[Entries taken from a collection]

// =============================================================================
// Tests
// =============================================================================

#[cfg(test)]
mod tests {
    use super::*;
    use std::sync::Mutex;

    use async_trait::async_trait;
    use tokio::sync::Semaphore;

    use assistant_client::{
        ChatResponse, ClientError, HealthResponse, Operation, SearchResponse,
        SessionListResponse, SessionResponse, UploadResponse,
    };
    use assistant_core::{SessionId, Settings};

    /// Answers after a permit is released, echoing the query.
    struct GatedBackend {
        gate: Semaphore,
        cleared: Mutex<Vec<SessionId>>,
    }

    impl GatedBackend {
        fn new() -> Arc<Self> {
            Arc::new(Self {
                gate: Semaphore::new(0),
                cleared: Mutex::new(Vec::new()),
            })
        }

        async fn wait(&self) {
            let permit = self.gate.acquire().await.unwrap();
            permit.forget();
        }
    }

    #[async_trait]
    impl Backend for GatedBackend {
        async fn upload_documents(
            &self,
            files: &[UploadFile],
            _session: &SessionId,
        ) -> Result<UploadResponse, ClientError> {
            self.wait().await;
            Ok(UploadResponse {
                message: format!("Processed {} files", files.len()),
                processed_files: files.iter().map(|f| f.file_name.clone()).collect(),
                status: None,
                total_chunks: None,
            })
        }

        async fn query_documents(
            &self,
            query: &str,
            _session: &SessionId,
            _settings: &Settings,
        ) -> Result<ChatResponse, ClientError> {
            self.wait().await;
            Ok(ChatResponse {
                answer: format!("doc: {}", query),
                sources: vec![],
                session_id: None,
            })
        }

        async fn query_web(
            &self,
            _query: &str,
            _session: &SessionId,
            _settings: &Settings,
        ) -> Result<SearchResponse, ClientError> {
            self.wait().await;
            Err(ClientError::Status {
                operation: Operation::Search,
                status: 502,
                detail: Some("search provider down".to_string()),
            })
        }

        async fn check_health(&self) -> Result<HealthResponse, ClientError> {
            Ok(serde_json::from_str(r#"{"status":"healthy","model":"m"}"#).unwrap())
        }

        async fn list_sessions(&self) -> Result<SessionListResponse, ClientError> {
            Ok(SessionListResponse {
                active_sessions: vec![],
                total: 0,
            })
        }

        async fn clear_session(
            &self,
            session: &SessionId,
        ) -> Result<SessionResponse, ClientError> {
            self.cleared.lock().unwrap().push(session.clone());
            Ok(SessionResponse {
                status: "success".to_string(),
                message: "cleared".to_string(),
            })
        }
    }

    fn options(dir: PathBuf) -> ReplOptions {
        ReplOptions {
            export_dir: dir,
            show_diagnostics: true,
            clear_remote_on_reset: false,
        }
    }

    fn repl(backend: Arc<GatedBackend>) -> Repl<GatedBackend, Vec<u8>> {
        Repl::new(
            Conversation::default(),
            backend,
            options(std::env::temp_dir()),
            Vec::new(),
        )
    }

    fn output(repl: &Repl<GatedBackend, Vec<u8>>) -> String {
        String::from_utf8_lossy(&repl.out).to_string()
    }

    // ---- Parsing ----

    #[test]
    fn test_parse_queries_and_commands() {
        assert_eq!("   ".parse::<ReplCommand>().unwrap(), ReplCommand::Empty);
        assert_eq!(
            " what is this? ".parse::<ReplCommand>().unwrap(),
            ReplCommand::Query("what is this?".to_string())
        );
        assert_eq!(
            "/upload a.pdf b.pdf".parse::<ReplCommand>().unwrap(),
            ReplCommand::Upload(vec![PathBuf::from("a.pdf"), PathBuf::from("b.pdf")])
        );
        assert_eq!(
            "/mode search".parse::<ReplCommand>().unwrap(),
            ReplCommand::Mode(Mode::Search)
        );
        assert_eq!(
            "/set temperature 0.7".parse::<ReplCommand>().unwrap(),
            ReplCommand::Set {
                name: "temperature".to_string(),
                value: "0.7".to_string()
            }
        );
        assert_eq!("/EXPORT".parse::<ReplCommand>().unwrap(), ReplCommand::Export(None));
        assert_eq!("/quit".parse::<ReplCommand>().unwrap(), ReplCommand::Quit);
    }

    #[test]
    fn test_parse_quoted_paths() {
        assert_eq!(
            r#"/upload "My Paper.pdf" b.pdf"#.parse::<ReplCommand>().unwrap(),
            ReplCommand::Upload(vec![PathBuf::from("My Paper.pdf"), PathBuf::from("b.pdf")])
        );
        assert_eq!(
            r"/upload My\ Paper.pdf".parse::<ReplCommand>().unwrap(),
            ReplCommand::Upload(vec![PathBuf::from("My Paper.pdf")])
        );
        assert_eq!(
            "/export 'chat logs'".parse::<ReplCommand>().unwrap(),
            ReplCommand::Export(Some(PathBuf::from("chat logs")))
        );
        assert!(matches!(
            r#"/upload "My Paper.pdf"#.parse::<ReplCommand>().unwrap_err(),
            ParseError::Invalid(_)
        ));
    }

    #[test]
    fn test_double_slash_sends_literal_query() {
        assert_eq!(
            "//usr/share/doc what lives here?".parse::<ReplCommand>().unwrap(),
            ReplCommand::Query("/usr/share/doc what lives here?".to_string())
        );
        assert!(matches!(
            "/usr/share/doc what lives here?".parse::<ReplCommand>().unwrap_err(),
            ParseError::Unknown(_)
        ));
    }

    #[test]
    fn test_parse_errors() {
        assert_eq!(
            "/bogus".parse::<ReplCommand>().unwrap_err(),
            ParseError::Unknown("bogus".to_string())
        );
        assert!(matches!(
            "/upload".parse::<ReplCommand>().unwrap_err(),
            ParseError::Usage(_)
        ));
        assert!(matches!(
            "/mode video".parse::<ReplCommand>().unwrap_err(),
            ParseError::Invalid(_)
        ));
        assert!(matches!(
            "/set temperature".parse::<ReplCommand>().unwrap_err(),
            ParseError::Usage(_)
        ));
        assert!(matches!(
            "/files now".parse::<ReplCommand>().unwrap_err(),
            ParseError::Invalid(_)
        ));
    }

    // ---- Loop ----

    #[tokio::test]
    async fn test_query_round_trip() {
        let backend = GatedBackend::new();
        let mut repl = repl(Arc::clone(&backend));

        repl.handle_line("hello").await.unwrap();
        assert!(repl.conversation().is_busy());

        backend.gate.add_permits(1);
        assert!(repl.join_next().await.unwrap());
        assert!(!repl.conversation().is_busy());
        assert_eq!(repl.conversation().messages().len(), 2);
        assert!(output(&repl).contains("assistant: doc: hello"));
        assert!(!output(&repl).contains("you: hello"));
    }

    #[tokio::test]
    async fn test_busy_rejects_query_but_accepts_settings() {
        let backend = GatedBackend::new();
        let mut repl = repl(Arc::clone(&backend));

        repl.handle_line("first").await.unwrap();
        repl.handle_line("second").await.unwrap();
        repl.handle_line("/set search_k 6").await.unwrap();
        repl.handle_line("/mode search").await.unwrap();

        let out = output(&repl);
        assert!(out.contains("⚠ a request is already in flight"));
        assert_eq!(repl.conversation().settings().search_k, 6);
        assert_eq!(repl.conversation().mode(), Mode::Search);
        assert_eq!(repl.conversation().messages().len(), 1);

        backend.gate.add_permits(1);
        repl.join_next().await.unwrap();
        assert_eq!(repl.conversation().messages().len(), 2);
    }

    #[tokio::test]
    async fn test_clear_while_busy_discards_late_answer() {
        let backend = GatedBackend::new();
        let mut repl = repl(Arc::clone(&backend));
        let first_session = repl.conversation().session().clone();

        repl.handle_line("hello").await.unwrap();
        repl.handle_line("/clear").await.unwrap();
        assert!(!repl.conversation().is_busy());
        assert_ne!(repl.conversation().session(), &first_session);

        backend.gate.add_permits(1);
        repl.join_next().await.unwrap();
        assert!(repl.conversation().messages().is_empty());
        assert!(!output(&repl).contains("doc: hello"));
    }

    #[tokio::test]
    async fn test_clear_remote_on_reset() {
        let backend = GatedBackend::new();
        let mut repl = Repl::new(
            Conversation::default(),
            Arc::clone(&backend),
            ReplOptions {
                clear_remote_on_reset: true,
                ..options(std::env::temp_dir())
            },
            Vec::new(),
        );
        let first_session = repl.conversation().session().clone();
        repl.handle_line("/clear").await.unwrap();

        for _ in 0..50 {
            if !backend.cleared.lock().unwrap().is_empty() {
                break;
            }
            tokio::time::sleep(std::time::Duration::from_millis(10)).await;
        }
        assert_eq!(*backend.cleared.lock().unwrap(), vec![first_session]);
    }

    #[tokio::test]
    async fn test_search_failure_shows_error_and_diagnostic() {
        let backend = GatedBackend::new();
        let mut repl = repl(Arc::clone(&backend));

        repl.handle_line("/mode search").await.unwrap();
        repl.handle_line("weather").await.unwrap();
        backend.gate.add_permits(1);
        repl.join_next().await.unwrap();

        let out = output(&repl);
        assert!(out.contains("assistant: ❌ Error: Failed to perform search"));
        assert!(out.contains("status=502"));
        assert!(repl.conversation().messages()[1].is_error());
    }

    #[tokio::test]
    async fn test_upload_rejects_non_pdf_without_going_busy() {
        let dir = tempfile::tempdir().unwrap();
        let path = dir.path().join("notes.txt");
        std::fs::write(&path, b"text").unwrap();

        let backend = GatedBackend::new();
        let mut repl = repl(backend);
        repl.handle_line(&format!("/upload {}", path.display()))
            .await
            .unwrap();

        assert!(!repl.conversation().is_busy());
        assert!(output(&repl).contains("not a PDF file"));
    }

    #[tokio::test]
    async fn test_upload_records_files() {
        let dir = tempfile::tempdir().unwrap();
        let path = dir.path().join("My Paper.pdf");
        std::fs::write(&path, b"%PDF-1.4").unwrap();

        let backend = GatedBackend::new();
        let mut repl = repl(Arc::clone(&backend));
        repl.handle_line(&format!("/upload \"{}\"", path.display()))
            .await
            .unwrap();
        backend.gate.add_permits(1);
        repl.join_next().await.unwrap();

        assert_eq!(repl.conversation().uploaded_files(), vec!["My Paper.pdf".to_string()]);
        assert!(output(&repl).contains("✅ Processed 1 files"));
        repl.handle_line("/files").await.unwrap();
        assert!(output(&repl).contains("📄 My Paper.pdf"));
    }

    #[tokio::test]
    async fn test_export_writes_transcript() {
        let dir = tempfile::tempdir().unwrap();
        let backend = GatedBackend::new();
        let mut repl = Repl::new(
            Conversation::default(),
            Arc::clone(&backend),
            options(dir.path().to_path_buf()),
            Vec::new(),
        );
        repl.handle_line("hello").await.unwrap();
        backend.gate.add_permits(1);
        repl.join_next().await.unwrap();
        repl.handle_line("/export").await.unwrap();

        let file = dir
            .path()
            .join(format!("chat_{}.txt", repl.conversation().session()));
        let content = std::fs::read_to_string(file).unwrap();
        assert_eq!(content, "USER: hello\n\nASSISTANT: doc: hello");
    }

    #[tokio::test]
    async fn test_run_drains_pending_after_input_ends() {
        let backend = GatedBackend::new();
        backend.gate.add_permits(1);
        let mut repl = repl(backend);

        let input: &[u8] = b"what is new\n";
        repl.run(input).await.unwrap();

        assert_eq!(repl.conversation().messages().len(), 2);
        assert!(output(&repl).contains("assistant: doc: what is new"));
    }

    #[tokio::test]
    async fn test_run_stops_on_quit() {
        let backend = GatedBackend::new();
        let mut repl = repl(backend);

        let input: &[u8] = b"/help\n/quit\nnever sent\n";
        repl.run(input).await.unwrap();

        assert!(repl.conversation().messages().is_empty());
        assert!(output(&repl).contains("Commands:"));
    }
}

## WHAT TO WORK ON
Starting from the top of the records and ending at the line that contains "use async_trait::async_trait;", repeat each line exactly and return only those lines.

## RESPONSE AREA
// =============================================================================
// Tests
// =============================================================================

#[cfg(test)]
mod tests {
    use super::*;
    use std::sync::Mutex;

    use async_trait::async_trait;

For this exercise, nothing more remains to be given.